• RECORD SET

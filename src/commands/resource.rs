// SPDX-License-Identifier: MIT
// Copyright 2025. Triad National Security, LLC.

//! The verb × resource command matrix, generated from the kind metadata.

use std::io::Write;

use clap::{value_parser, Arg, ArgAction, ArgMatches, Command};

use crate::{
    api::{Kind, Property, Resource, ScopeField},
    controller::{AttributeController, ResourceController},
    error::{Error, Result},
    inventory::{Inventory, ListStream},
    kind::{PropertySpec, ValueKind, ATTR_PROPERTIES},
    render::{self, ItemWriter, JsonWriter, TableWriter},
};

use super::{flags::Flags, Defaults};

#[derive(Debug, Clone, Copy, PartialEq, Eq)]
pub enum Verb {
    Add,
    Set,
    Unset,
    List,
    Remove,
}

impl Verb {
    pub const ALL: [Verb; 5] = [Verb::Add, Verb::Set, Verb::Unset, Verb::List, Verb::Remove];

    pub fn name(self) -> &'static str {
        match self {
            Verb::Add => "add",
            Verb::Set => "set",
            Verb::Unset => "unset",
            Verb::List => "list",
            Verb::Remove => "remove",
        }
    }

    fn aliases(self) -> &'static [&'static str] {
        match self {
            Verb::Add => &["create"],
            Verb::Set => &["update"],
            Verb::Unset => &[],
            Verb::List => &["ls"],
            Verb::Remove => &["rm", "del"],
        }
    }

    fn about(self) -> &'static str {
        match self {
            Verb::Add => "Create a resource and set its properties",
            Verb::Set => "Change properties of an existing resource",
            Verb::Unset => "Clear properties of an existing resource",
            Verb::List => "List resources matching a glob",
            Verb::Remove => "Remove resources matching a glob",
        }
    }

    pub fn from_name(name: &str) -> Option<Self> {
        Self::ALL.into_iter().find(|v| v.name() == name)
    }
}

fn scope_arg(field: ScopeField) -> Arg {
    Arg::new(field.flag())
        .long(field.flag())
        .value_name(field.flag().to_uppercase())
        .help(format!("{} name", field.flag()))
}

fn property_arg(spec: &PropertySpec) -> Arg {
    let flag = spec.property.flag();
    let arg = Arg::new(flag).long(flag).value_name(flag.to_uppercase());
    match spec.value {
        ValueKind::Text => arg,
        ValueKind::Number => arg.value_parser(value_parser!(u32)),
        ValueKind::Flag => arg.value_parser(value_parser!(bool)),
    }
}

fn property_help(property: Property) -> &'static str {
    match property {
        Property::Name => "Rename to this name",
        Property::TimeZone => "Time zone",
        Property::Arch => "CPU architecture",
        Property::Make => "Hardware make (requires --model)",
        Property::Model => "Hardware model (requires --make)",
        Property::Environment => "Environment the host belongs to",
        Property::Appliance => "Appliance the host belongs to",
        Property::Location => "Physical location",
        Property::Rack => "Rack the host is mounted in",
        Property::Rank => "Position of the host within its rack",
        Property::Slot => "Slot within the chassis",
        Property::Type => "Host type: metal, virtual or container",
        Property::Value => "Attribute value",
        Property::Protected => "Protect the attribute from removal",
    }
}

fn list_args(cmd: Command) -> Command {
    cmd.arg(Arg::new("glob").value_name("GLOB").help("Names to list; all when omitted"))
        .arg(
            Arg::new("json")
                .long("json")
                .action(ArgAction::SetTrue)
                .help("Stream one JSON object per line instead of buffering a table"),
        )
}

fn remove_args(cmd: Command) -> Command {
    cmd.arg(
        Arg::new("glob")
            .value_name("GLOB")
            .required(true)
            .help("Names to remove"),
    )
}

fn target_arg() -> Arg {
    Arg::new("target").value_name("NAME").required(true)
}

fn kind_command(verb: Verb, kind: Kind) -> Command {
    let spec = kind.spec();
    let mut cmd = Command::new(kind.name()).about(format!("{} {}s", verb.name(), kind.name()));

    for field in spec.scope_fields() {
        cmd = cmd.arg(scope_arg(field));
    }

    cmd = match verb {
        Verb::Add | Verb::Set => {
            let props = spec
                .properties
                .iter()
                .filter(|p| verb == Verb::Set || p.property != Property::Name);
            cmd.arg(target_arg()).args(
                props.map(|p| property_arg(p).help(property_help(p.property))),
            )
        }
        Verb::Unset => cmd.arg(target_arg()).args(spec.clearable().map(|p| {
            Arg::new(p.property.flag())
                .long(p.property.flag())
                .action(ArgAction::SetTrue)
                .help(format!("Clear {}", p.property))
        })),
        Verb::List => list_args(cmd),
        Verb::Remove => remove_args(cmd),
    };

    if verb == Verb::Unset {
        return cmd;
    }

    cmd.args_conflicts_with_subcommands(true)
        .subcommand_negates_reqs(true)
        .subcommand(attr_command(verb, Some(kind)))
}

fn attr_command(verb: Verb, parent: Option<Kind>) -> Command {
    let about = match parent {
        Some(kind) => format!("{} attributes of a {kind}", verb.name()),
        None => format!("{} global attributes", verb.name()),
    };
    let mut cmd = Command::new("attr").about(about);

    if let Some(kind) = parent {
        for field in kind.spec().attr_scope_fields() {
            cmd = cmd.arg(scope_arg(field));
        }
    }

    let key = Arg::new("key").value_name("KEY").required(true);
    let value = Arg::new("value").value_name("VALUE").help("Attribute value");

    match verb {
        Verb::Add => cmd.arg(key).arg(value.required(parent.is_some())).arg(
            Arg::new("protected")
                .long("protected")
                .action(ArgAction::SetTrue)
                .help("Protect the attribute from removal"),
        ),
        Verb::Set => cmd.arg(key).arg(value).args(
            ATTR_PROPERTIES
                .iter()
                .filter(|p| p.property != Property::Value)
                .map(|p| property_arg(p).help(property_help(p.property))),
        ),
        Verb::List => list_args(cmd),
        Verb::Remove | Verb::Unset => remove_args(cmd),
    }
}

pub fn verb_command(verb: Verb) -> Command {
    let mut cmd = Command::new(verb.name())
        .about(verb.about())
        .visible_aliases(verb.aliases())
        .subcommand_required(true);

    for kind in Kind::ALL {
        if verb == Verb::Unset && !kind.spec().has_clearable() {
            continue;
        }
        cmd = cmd.subcommand(kind_command(verb, kind));
    }

    if verb != Verb::Unset {
        cmd = cmd.subcommand(attr_command(verb, None));
    }
    cmd
}

fn write_list(
    items: ListStream,
    resource: Resource,
    json: bool,
    out: &mut dyn Write,
) -> Result<()> {
    let step = format!("list {resource}s");
    let mut writer: Box<dyn ItemWriter + '_> = if json {
        Box::new(JsonWriter::new(out))
    } else {
        Box::new(TableWriter::new(out, resource))
    };
    render::render(items, writer.as_mut(), &step).map(|_| ())
}

pub fn run_kind<S: Inventory + ?Sized>(
    service: &S,
    defaults: &Defaults,
    verb: Verb,
    kind: Kind,
    matches: &ArgMatches,
    out: &mut dyn Write,
) -> Result<()> {
    if let Some(("attr", sub)) = matches.subcommand() {
        return run_attr(service, defaults, verb, Some(kind), sub, out);
    }

    let flags = Flags::new(matches);
    let spec = kind.spec();
    let scope = flags.scope(&spec.scope_fields(), defaults.zone.as_deref());
    let controller = ResourceController::new(service, kind, scope);
    let target = flags.string("target").unwrap_or_default();
    let glob = flags.string("glob").unwrap_or_default();

    match verb {
        Verb::Add => controller.add(&target, &flags.properties(spec.properties)),
        Verb::Set => controller.set(&target, &flags.properties(spec.properties)),
        Verb::Unset => controller.unset(&target, &flags.clears(spec.properties)),
        Verb::List => write_list(
            controller.list(&glob)?,
            Resource::Entity(kind),
            flags.switch("json"),
            out,
        ),
        Verb::Remove => controller.remove(&glob),
    }
}

pub fn run_attr<S: Inventory + ?Sized>(
    service: &S,
    defaults: &Defaults,
    verb: Verb,
    parent: Option<Kind>,
    matches: &ArgMatches,
    out: &mut dyn Write,
) -> Result<()> {
    let flags = Flags::new(matches);
    let fields = parent
        .map(|k| k.spec().attr_scope_fields())
        .unwrap_or_default();
    let scope = flags.scope(&fields, defaults.zone.as_deref());
    let controller = AttributeController::new(service, parent, scope);
    let key = flags.string("key").unwrap_or_default();
    let glob = flags.string("glob").unwrap_or_default();

    match verb {
        Verb::Add => controller.add(
            &key,
            &flags.string("value").unwrap_or_default(),
            flags.switch("protected"),
        ),
        Verb::Set => controller.set(&key, &flags.properties(ATTR_PROPERTIES)),
        Verb::List => write_list(
            controller.list(&glob)?,
            Resource::Attr(parent),
            flags.switch("json"),
            out,
        ),
        Verb::Remove => controller.remove(&glob),
        Verb::Unset => Err(Error::Usage("attributes cannot be unset".to_string())),
    }
}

• ACTION ITEM
For the word "parent", find every line in the data that holds it and copy that line.

• EXERCISE RESULT
fn attr_command(verb: Verb, parent: Option<Kind>) -> Command {
    let about = match parent {
    if let Some(kind) = parent {
        Verb::Add => cmd.arg(key).arg(value.required(parent.is_some())).arg(
    parent: Option<Kind>,
    let fields = parent
    let controller = AttributeController::new(service, parent, scope);
            Resource::Attr(parent),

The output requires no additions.